- _What to produce_: In the material below, find each line that contains the word "response" and copy it.
=-=-=
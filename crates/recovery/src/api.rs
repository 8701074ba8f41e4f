//! Errors produced by backend API calls.
//!
//! [`ApiError`] models how a request to the Inspectra backend can fail.
//! Each variant reports a stable [`Classify::name`] (`TypeError`,
//! `HttpError`, ...) and message, which is what the heuristics in
//! [`crate::classify`] key on.

use thiserror::Error;

use crate::classify::Classify;

/// Failure of a backend API call.
#[derive(Debug, Clone, PartialEq, Eq, Error)]
pub enum ApiError {
    /// The request never produced a response
    #[error("{message}")]
    Type { message: String },

    #[error("{message}")]
    Network { message: String },

    #[error("{message}")]
    Timeout { message: String },

    /// The backend answered with a non-success status
    #[error("HTTP {status}: {status_text}")]
    Http { status: u16, status_text: String },

    /// Any other named failure
    #[error("{message}")]
    Other { name: String, message: String },
}

impl ApiError {
    pub fn type_error(message: impl Into<String>) -> Self {
        Self::Type { message: message.into() }
    }

    pub fn network(message: impl Into<String>) -> Self {
        Self::Network { message: message.into() }
    }

    pub fn timeout(message: impl Into<String>) -> Self {
        Self::Timeout { message: message.into() }
    }

    pub fn http(status: u16, status_text: impl Into<String>) -> Self {
        Self::Http { status, status_text: status_text.into() }
    }

    /// A plain `Error` with the given message
    pub fn message(message: impl Into<String>) -> Self {
        Self::Other { name: "Error".to_string(), message: message.into() }
    }

    pub fn status(&self) -> Option<u16> {
        match self {
            Self::Http { status, .. } => Some(*status),
            _ => None,
        }
    }
}

impl Classify for ApiError {
    fn name(&self) -> &str {
        match self {
            Self::Type { .. } => "TypeError",
            Self::Network { .. } => "NetworkError",
            Self::Timeout { .. } => "TimeoutError",
            Self::Http { .. } => "HttpError",
            Self::Other { name, .. } => name.as_str(),
        }
    }
}

#[cfg(feature = "http")]
mod http {
    use super::ApiError;

    impl From<reqwest::Error> for ApiError {
        fn from(error: reqwest::Error) -> Self {
            if error.is_timeout() {
                Self::timeout(format!("Request timeout: {error}"))
            } else if error.is_connect() {
                Self::network(format!("connection failed: {error}"))
            } else if let Some(status) = error.status() {
                Self::http(status.as_u16(), status.canonical_reason().unwrap_or_default())
            } else {
                Self::type_error(format!("fetch failed: {error}"))
            }
        }
    }

    impl ApiError {
        /// Pass a successful response through, or turn its status into
        /// [`ApiError::Http`].
        pub fn check_status(response: reqwest::Response) -> Result<reqwest::Response, Self> {
            let status = response.status();
            if status.is_success() {
                Ok(response)
            } else {
                Err(Self::http(status.as_u16(), status.canonical_reason().unwrap_or_default()))
            }
        }
    }
}
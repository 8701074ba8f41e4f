//! Error classification heuristics.
//!
//! Retry eligibility and handler routing are decided from an error's
//! rendered message and its [`Classify::name`], using deliberately coarse
//! substring checks. The looseness is part of the contract: a message such
//! as `"HTTP 415"` counts as both a client and a server error, and matching
//! is case-sensitive.

use std::fmt;

use crate::error::RecoveryError;

/// Name reported for fail-fast circuit breaker rejections
pub const CIRCUIT_OPEN_ERROR_NAME: &str = "CircuitOpenError";

/// An error that can be classified for retry and handler dispatch.
///
/// `name` is a short error type label (`"TypeError"`, `"TimeoutError"`,
/// ...). Types that have no meaningful name keep the default `"Error"`.
pub trait Classify: std::error::Error {
    fn name(&self) -> &str {
        "Error"
    }

    /// Coarse kind used to pick an error handler
    fn kind(&self) -> ErrorKind {
        ErrorKind::from_heuristics(self)
    }
}

/// True for fetch, network and connection failures.
pub fn is_network_error<E: Classify + ?Sized>(error: &E) -> bool {
    let message = error.to_string();
    message.contains("fetch")
        || message.contains("network")
        || message.contains("connection")
        || matches!(error.name(), "NetworkError" | "TypeError")
}

pub fn is_timeout_error<E: Classify + ?Sized>(error: &E) -> bool {
    error.to_string().contains("timeout") || error.name() == "TimeoutError"
}

/// Heuristic 5xx match: the message mentions `HTTP` and contains a `5`.
pub fn is_server_error<E: Classify + ?Sized>(error: &E) -> bool {
    let message = error.to_string();
    message.contains('5') && message.contains("HTTP")
}

/// Heuristic 4xx match: the message mentions `HTTP` and contains a `4`.
pub fn is_client_error<E: Classify + ?Sized>(error: &E) -> bool {
    let message = error.to_string();
    message.contains('4') && message.contains("HTTP")
}

/// Tag computed once per error and used for exhaustive handler dispatch.
#[derive(Debug, Clone, Copy, PartialEq, Eq, Hash)]
pub enum ErrorKind {
    Network,
    Timeout,
    Server,
    Client,
    CircuitOpen,
    Unknown,
}

impl ErrorKind {
    /// Classify an error purely from its message and name.
    ///
    /// Precedence is timeout, network, server, client: a
    /// `"connection timeout"` is a timeout, not a network error.
    pub fn from_heuristics<E: Classify + ?Sized>(error: &E) -> Self {
        if error.name() == CIRCUIT_OPEN_ERROR_NAME {
            Self::CircuitOpen
        } else if is_timeout_error(error) {
            Self::Timeout
        } else if is_network_error(error) {
            Self::Network
        } else if is_server_error(error) {
            Self::Server
        } else if is_client_error(error) {
            Self::Client
        } else {
            Self::Unknown
        }
    }

    pub fn as_str(self) -> &'static str {
        match self {
            Self::Network => "network",
            Self::Timeout => "timeout",
            Self::Server => "server",
            Self::Client => "client",
            Self::CircuitOpen => "circuit-open",
            Self::Unknown => "unknown",
        }
    }
}

impl fmt::Display for ErrorKind {
    fn fmt(&self, f: &mut fmt::Formatter<'_>) -> fmt::Result {
        f.write_str(self.as_str())
    }
}

impl<E> Classify for RecoveryError<E>
where
    E: Classify + 'static,
{
    fn name(&self) -> &str {
        match self {
            Self::CircuitOpen { .. } => CIRCUIT_OPEN_ERROR_NAME,
            Self::Operation(error) => error.name(),
        }
    }

    fn kind(&self) -> ErrorKind {
        match self {
            Self::CircuitOpen { .. } => ErrorKind::CircuitOpen,
            Self::Operation(error) => error.kind(),
        }
    }
}

impl Classify for std::io::Error {
    fn name(&self) -> &str {
        use std::io::ErrorKind as Io;

        match self.kind() {
            Io::TimedOut => "TimeoutError",
            Io::ConnectionRefused
            | Io::ConnectionReset
            | Io::ConnectionAborted
            | Io::NotConnected
            | Io::BrokenPipe => "NetworkError",
            _ => "Error",
        }
    }
}
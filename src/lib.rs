//! # Authelia Sync
//!
//! Keeps Authelia's file-based users database, running in Kubernetes, in line
//! with a canonical key-value credential store.
//!
//! ## Overview
//!
//! 1. **Credential store** - canonical user records in Redis (or memory), keyed
//!    by identity, with email lookup entries
//! 2. **Runtime configuration** - Authelia's users database ConfigMap, the
//!    Secret holding plaintext credentials, and the workload restart
//! 3. **Reconciler** - diffs both sides, mints credentials where Authelia needs
//!    a new hash, and publishes document, secrets and restart in that order
//!
//! The binary runs one pass at startup (`serve`) or on demand (`sync`) and
//! exposes Prometheus metrics and health checks.

pub mod config;
pub mod constants;
pub mod credential;
pub mod error;
pub mod metrics;
pub mod model;
pub mod origin;
pub mod reconciler;
pub mod server;
pub mod store;

pub use config::SyncConfig;
pub use credential::{CredentialGenerator, CredentialPair, CredentialSource, HashPolicy};
pub use error::{ApplyFailure, SyncError, SyncResult};
pub use model::{ConfigRecord, ProfileMetadata, StoredRecord, SyncAction};
pub use origin::{KubernetesOrigin, RuntimeConfig, SecretBatch};
pub use reconciler::{compare, Reconciler, SyncReport};
pub use store::{CredentialStore, InMemoryBackend, KeyValueBackend, KvCredentialStore, RedisBackend};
=-=-=
- _Answer box_:
    /// The request never produced a response
        /// Pass a successful response through, or turn its status into
        pub fn check_status(response: reqwest::Response) -> Result<reqwest::Response, Self> {
            let status = response.status();
                Ok(response)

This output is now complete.